[RECORDS FOR THE EXERCISE Boundary: Start]
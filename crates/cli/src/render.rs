use holdings_core::models::analytics::PortfolioTotals;
use holdings_core::models::holding::{Holding, SparkTrend};
use holdings_core::models::portfolio::Portfolio;
use holdings_core::models::settings::Fiat;

const SPARK_TICKS: [char; 8] = ['▁', '▂', '▃', '▄', '▅', '▆', '▇', '█'];

/// Width of the terminal sparkline, in characters.
const SPARK_WIDTH: usize = 24;

pub fn money(value: f64, fiat: Fiat) -> String {
    format!("{value:.2} {}", fiat.iso())
}

/// Small quantities get more decimals.
pub fn quantity(value: f64) -> String {
    if value.abs() < 1.0 {
        format!("{value:.8}")
    } else {
        format!("{value:.4}")
    }
}

/// Downsample a series to `width` points and map each to a block glyph.
pub fn sparkline(series: &[f64], width: usize) -> String {
    if series.len() < 2 || width == 0 {
        return String::new();
    }
    let min = series.iter().copied().fold(f64::INFINITY, f64::min);
    let max = series.iter().copied().fold(f64::NEG_INFINITY, f64::max);
    let span = if max - min > 0.0 { max - min } else { 1.0 };
    let points = width.min(series.len());

    (0..points)
        .map(|i| {
            let idx = i * (series.len() - 1) / (points - 1).max(1);
            let level = ((series[idx] - min) / span * (SPARK_TICKS.len() - 1) as f64).round();
            SPARK_TICKS[level as usize]
        })
        .collect()
}

fn holding_line(h: &Holding, portfolio: &Portfolio) -> String {
    let fiat = portfolio.settings.fiat;
    let mut line = format!(
        "{:<6} {:<18} {:>16} @ {:>14}  value {:>14}  P/L {:>14}",
        h.symbol,
        h.name,
        quantity(h.amount),
        money(h.price, fiat),
        money(h.market_value(), fiat),
        money(h.profit_loss(), fiat),
    );
    if portfolio.settings.show_badges {
        line.push_str(&format!("  24h {:+.2}%  7d {:+.2}%", h.change_24h, h.change_7d));
    }
    if portfolio.settings.show_spark {
        let trend = match h.spark_trend() {
            Some(SparkTrend::Up) => "↑",
            Some(SparkTrend::Down) => "↓",
            None => " ",
        };
        line.push_str(&format!("  {trend} {}", sparkline(&h.spark_7d, SPARK_WIDTH)));
    }
    line
}

pub fn print_portfolio(portfolio: &Portfolio, totals: &PortfolioTotals) {
    let fiat = totals.currency;
    for holding in &portfolio.items {
        println!("{}", holding_line(holding, portfolio));
    }
    if !portfolio.items.is_empty() {
        println!();
    }
    println!(
        "Total value {}   Invested {}   P/L {} ({:.2}%)",
        money(totals.total_value, fiat),
        money(totals.total_invested, fiat),
        money(totals.profit_loss, fiat),
        totals.profit_loss_pct,
    );
    match (&totals.best, &totals.worst) {
        (Some(best), Some(worst)) => println!(
            "Best: {} {}   Worst: {} {}",
            best.symbol,
            money(best.profit_loss, fiat),
            worst.symbol,
            money(worst.profit_loss, fiat),
        ),
        _ => println!("Best: -   Worst: -"),
    }
    for slice in &totals.allocation {
        println!("  {:<6} {:>6.2}%  {}", slice.symbol, slice.pct, slice.color);
    }
}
[RECORDS FOR THE EXERCISE Boundary: End]
* **AIM OF THE EXERCISE**
Only the lines above from the line with "const SPARK_WIDTH: usize = 24;" to the line with "let fiat = portfolio.settings.fiat;", those two lines included, should be reproduced exactly.

* **ANSWER TO THIS TASK**
const SPARK_WIDTH: usize = 24;

pub fn money(value: f64, fiat: Fiat) -> String {
    format!("{value:.2} {}", fiat.iso())
}

/// Small quantities get more decimals.
pub fn quantity(value: f64) -> String {
    if value.abs() < 1.0 {
        format!("{value:.8}")
    } else {
        format!("{value:.4}")
    }
}

/// Downsample a series to `width` points and map each to a block glyph.
pub fn sparkline(series: &[f64], width: usize) -> String {
    if series.len() < 2 || width == 0 {
        return String::new();
    }
    let min = series.iter().copied().fold(f64::INFINITY, f64::min);
    let max = series.iter().copied().fold(f64::NEG_INFINITY, f64::max);
    let span = if max - min > 0.0 { max - min } else { 1.0 };
    let points = width.min(series.len());

    (0..points)
        .map(|i| {
            let idx = i * (series.len() - 1) / (points - 1).max(1);
            let level = ((series[idx] - min) / span * (SPARK_TICKS.len() - 1) as f64).round();
            SPARK_TICKS[level as usize]
        })
        .collect()
}

fn holding_line(h: &Holding, portfolio: &Portfolio) -> String {
    let fiat = portfolio.settings.fiat;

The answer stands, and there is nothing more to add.